Both the line below containing "self.send_times.values().map(|&send_time| send_time +" and the line containing "assert_eq!(Some(Outcome::TimedOut), outcome);", along with every line between them, should be repeated exactly; no other line belongs in the answer.

[Opening MATERIALS PROVIDED section]

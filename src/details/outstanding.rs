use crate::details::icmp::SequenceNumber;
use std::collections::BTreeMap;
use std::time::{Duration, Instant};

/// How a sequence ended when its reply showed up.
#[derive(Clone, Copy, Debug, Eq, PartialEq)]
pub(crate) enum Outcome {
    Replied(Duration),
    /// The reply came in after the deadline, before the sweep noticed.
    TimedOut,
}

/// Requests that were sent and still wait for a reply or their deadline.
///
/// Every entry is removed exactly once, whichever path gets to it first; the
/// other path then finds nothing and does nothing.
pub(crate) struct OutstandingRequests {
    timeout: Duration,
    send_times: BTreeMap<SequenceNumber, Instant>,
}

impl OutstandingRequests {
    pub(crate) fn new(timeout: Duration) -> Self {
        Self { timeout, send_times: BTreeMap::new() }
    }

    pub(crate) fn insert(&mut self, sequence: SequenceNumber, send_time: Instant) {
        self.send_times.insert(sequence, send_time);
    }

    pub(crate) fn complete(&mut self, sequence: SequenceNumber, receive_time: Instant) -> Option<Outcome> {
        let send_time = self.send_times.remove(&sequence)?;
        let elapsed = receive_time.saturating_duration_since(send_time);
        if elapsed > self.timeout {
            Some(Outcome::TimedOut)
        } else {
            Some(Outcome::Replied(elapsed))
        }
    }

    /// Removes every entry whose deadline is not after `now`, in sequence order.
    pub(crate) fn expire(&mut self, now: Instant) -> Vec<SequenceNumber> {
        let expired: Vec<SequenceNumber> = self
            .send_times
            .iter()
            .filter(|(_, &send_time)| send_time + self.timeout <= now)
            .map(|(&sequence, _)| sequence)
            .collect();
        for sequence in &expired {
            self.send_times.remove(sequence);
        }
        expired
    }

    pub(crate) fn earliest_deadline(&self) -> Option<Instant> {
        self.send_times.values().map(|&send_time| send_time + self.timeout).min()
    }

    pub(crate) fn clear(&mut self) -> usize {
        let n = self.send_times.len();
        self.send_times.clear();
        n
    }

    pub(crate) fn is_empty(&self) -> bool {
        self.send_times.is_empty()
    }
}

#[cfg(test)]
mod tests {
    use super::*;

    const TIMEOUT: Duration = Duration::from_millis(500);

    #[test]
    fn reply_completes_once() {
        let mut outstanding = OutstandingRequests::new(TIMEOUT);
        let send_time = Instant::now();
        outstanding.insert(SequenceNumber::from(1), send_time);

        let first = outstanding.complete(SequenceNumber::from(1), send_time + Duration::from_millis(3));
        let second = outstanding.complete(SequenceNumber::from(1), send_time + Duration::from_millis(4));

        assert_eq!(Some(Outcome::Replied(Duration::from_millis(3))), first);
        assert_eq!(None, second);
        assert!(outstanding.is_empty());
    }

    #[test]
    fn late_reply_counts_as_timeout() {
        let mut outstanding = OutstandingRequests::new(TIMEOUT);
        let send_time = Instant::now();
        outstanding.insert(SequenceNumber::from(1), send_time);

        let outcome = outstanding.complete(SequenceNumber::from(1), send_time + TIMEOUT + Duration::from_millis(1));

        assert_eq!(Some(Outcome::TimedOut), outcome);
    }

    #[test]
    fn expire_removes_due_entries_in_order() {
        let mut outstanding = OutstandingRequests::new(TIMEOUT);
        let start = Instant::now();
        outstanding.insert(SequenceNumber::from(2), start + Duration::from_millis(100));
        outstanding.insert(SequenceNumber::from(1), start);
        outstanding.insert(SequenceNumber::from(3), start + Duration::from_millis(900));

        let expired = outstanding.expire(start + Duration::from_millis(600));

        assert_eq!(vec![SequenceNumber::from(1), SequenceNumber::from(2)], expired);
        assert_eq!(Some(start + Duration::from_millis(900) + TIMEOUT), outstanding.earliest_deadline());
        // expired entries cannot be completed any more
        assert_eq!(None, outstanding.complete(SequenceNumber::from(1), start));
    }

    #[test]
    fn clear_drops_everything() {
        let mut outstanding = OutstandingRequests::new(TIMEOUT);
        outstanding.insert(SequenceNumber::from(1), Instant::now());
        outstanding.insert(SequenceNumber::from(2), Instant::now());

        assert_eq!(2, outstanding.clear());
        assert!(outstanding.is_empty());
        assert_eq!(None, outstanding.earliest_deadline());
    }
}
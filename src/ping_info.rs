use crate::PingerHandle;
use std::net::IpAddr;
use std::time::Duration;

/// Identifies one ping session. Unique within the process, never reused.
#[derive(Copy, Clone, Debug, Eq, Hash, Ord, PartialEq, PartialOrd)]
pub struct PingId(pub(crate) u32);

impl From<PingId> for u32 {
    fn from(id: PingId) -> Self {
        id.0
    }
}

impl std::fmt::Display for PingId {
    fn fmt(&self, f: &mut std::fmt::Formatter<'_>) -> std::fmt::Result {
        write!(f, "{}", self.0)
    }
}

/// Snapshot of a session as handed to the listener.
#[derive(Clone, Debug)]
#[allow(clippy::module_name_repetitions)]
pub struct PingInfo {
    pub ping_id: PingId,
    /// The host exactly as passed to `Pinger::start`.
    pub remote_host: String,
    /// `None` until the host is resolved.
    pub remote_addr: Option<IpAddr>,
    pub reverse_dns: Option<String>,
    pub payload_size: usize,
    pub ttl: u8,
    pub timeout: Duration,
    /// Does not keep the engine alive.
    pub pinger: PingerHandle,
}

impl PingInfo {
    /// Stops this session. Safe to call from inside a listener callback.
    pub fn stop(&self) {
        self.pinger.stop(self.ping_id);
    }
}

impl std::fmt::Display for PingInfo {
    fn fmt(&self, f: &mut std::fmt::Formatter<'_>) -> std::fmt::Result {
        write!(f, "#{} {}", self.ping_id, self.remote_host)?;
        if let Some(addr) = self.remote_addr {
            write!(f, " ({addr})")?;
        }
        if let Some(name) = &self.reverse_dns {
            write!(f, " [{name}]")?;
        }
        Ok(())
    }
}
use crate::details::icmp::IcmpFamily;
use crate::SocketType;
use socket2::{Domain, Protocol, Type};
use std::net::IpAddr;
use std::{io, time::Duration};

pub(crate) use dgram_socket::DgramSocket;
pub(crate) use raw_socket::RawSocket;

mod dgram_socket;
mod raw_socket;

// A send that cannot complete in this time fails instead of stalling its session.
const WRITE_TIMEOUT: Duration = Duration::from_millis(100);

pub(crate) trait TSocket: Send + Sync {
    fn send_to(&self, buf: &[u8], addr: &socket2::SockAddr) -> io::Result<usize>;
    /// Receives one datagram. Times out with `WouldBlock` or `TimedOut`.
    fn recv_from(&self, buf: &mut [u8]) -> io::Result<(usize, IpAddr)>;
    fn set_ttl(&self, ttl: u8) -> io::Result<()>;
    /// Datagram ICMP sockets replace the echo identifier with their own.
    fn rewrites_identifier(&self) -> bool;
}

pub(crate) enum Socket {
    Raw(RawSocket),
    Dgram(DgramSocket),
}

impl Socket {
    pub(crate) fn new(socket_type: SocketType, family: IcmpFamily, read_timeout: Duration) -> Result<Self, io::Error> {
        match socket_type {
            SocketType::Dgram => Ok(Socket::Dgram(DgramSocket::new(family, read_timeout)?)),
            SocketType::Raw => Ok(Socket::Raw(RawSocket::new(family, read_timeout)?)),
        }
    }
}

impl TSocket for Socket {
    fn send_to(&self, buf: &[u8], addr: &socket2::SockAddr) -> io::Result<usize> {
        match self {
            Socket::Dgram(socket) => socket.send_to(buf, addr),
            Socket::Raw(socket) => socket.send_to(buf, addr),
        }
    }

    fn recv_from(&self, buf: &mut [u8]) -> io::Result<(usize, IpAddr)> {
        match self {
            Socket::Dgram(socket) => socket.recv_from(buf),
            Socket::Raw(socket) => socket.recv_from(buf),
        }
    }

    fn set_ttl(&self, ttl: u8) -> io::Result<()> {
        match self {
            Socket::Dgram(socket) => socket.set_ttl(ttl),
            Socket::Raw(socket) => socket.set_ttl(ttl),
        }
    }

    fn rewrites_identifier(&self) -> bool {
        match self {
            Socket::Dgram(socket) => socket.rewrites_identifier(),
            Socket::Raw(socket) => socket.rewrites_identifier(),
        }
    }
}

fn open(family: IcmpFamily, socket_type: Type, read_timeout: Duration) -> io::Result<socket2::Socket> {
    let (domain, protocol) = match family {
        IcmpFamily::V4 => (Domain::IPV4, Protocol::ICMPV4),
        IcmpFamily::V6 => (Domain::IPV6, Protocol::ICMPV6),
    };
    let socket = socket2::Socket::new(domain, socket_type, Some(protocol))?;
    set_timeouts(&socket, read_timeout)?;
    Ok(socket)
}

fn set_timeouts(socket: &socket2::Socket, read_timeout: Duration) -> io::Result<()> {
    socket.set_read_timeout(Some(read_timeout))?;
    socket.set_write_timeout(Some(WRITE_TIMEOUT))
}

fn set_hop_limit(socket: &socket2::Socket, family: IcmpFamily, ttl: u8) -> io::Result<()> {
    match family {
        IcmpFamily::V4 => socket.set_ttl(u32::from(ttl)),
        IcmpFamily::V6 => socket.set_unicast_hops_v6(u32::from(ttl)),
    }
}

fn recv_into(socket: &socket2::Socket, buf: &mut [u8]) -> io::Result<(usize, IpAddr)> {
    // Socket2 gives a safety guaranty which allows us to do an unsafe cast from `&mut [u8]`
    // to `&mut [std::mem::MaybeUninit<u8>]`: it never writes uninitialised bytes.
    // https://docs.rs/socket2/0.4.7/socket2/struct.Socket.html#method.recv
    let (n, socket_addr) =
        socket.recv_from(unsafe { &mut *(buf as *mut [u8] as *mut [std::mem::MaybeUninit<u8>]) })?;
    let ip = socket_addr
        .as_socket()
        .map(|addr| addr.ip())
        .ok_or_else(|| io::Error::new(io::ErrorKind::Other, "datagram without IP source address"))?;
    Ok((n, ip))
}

[Closing MATERIALS PROVIDED section]

RESPONSE TO THIS EXERCISE:
        self.send_times.values().map(|&send_time| send_time + self.timeout).min()
    }

    pub(crate) fn clear(&mut self) -> usize {
        let n = self.send_times.len();
        self.send_times.clear();
        n
    }

    pub(crate) fn is_empty(&self) -> bool {
        self.send_times.is_empty()
    }
}

#[cfg(test)]
mod tests {
    use super::*;

    const TIMEOUT: Duration = Duration::from_millis(500);

    #[test]
    fn reply_completes_once() {
        let mut outstanding = OutstandingRequests::new(TIMEOUT);
        let send_time = Instant::now();
        outstanding.insert(SequenceNumber::from(1), send_time);

        let first = outstanding.complete(SequenceNumber::from(1), send_time + Duration::from_millis(3));
        let second = outstanding.complete(SequenceNumber::from(1), send_time + Duration::from_millis(4));

        assert_eq!(Some(Outcome::Replied(Duration::from_millis(3))), first);
        assert_eq!(None, second);
        assert!(outstanding.is_empty());
    }

    #[test]
    fn late_reply_counts_as_timeout() {
        let mut outstanding = OutstandingRequests::new(TIMEOUT);
        let send_time = Instant::now();
        outstanding.insert(SequenceNumber::from(1), send_time);

        let outcome = outstanding.complete(SequenceNumber::from(1), send_time + TIMEOUT + Duration::from_millis(1));

        assert_eq!(Some(Outcome::TimedOut), outcome);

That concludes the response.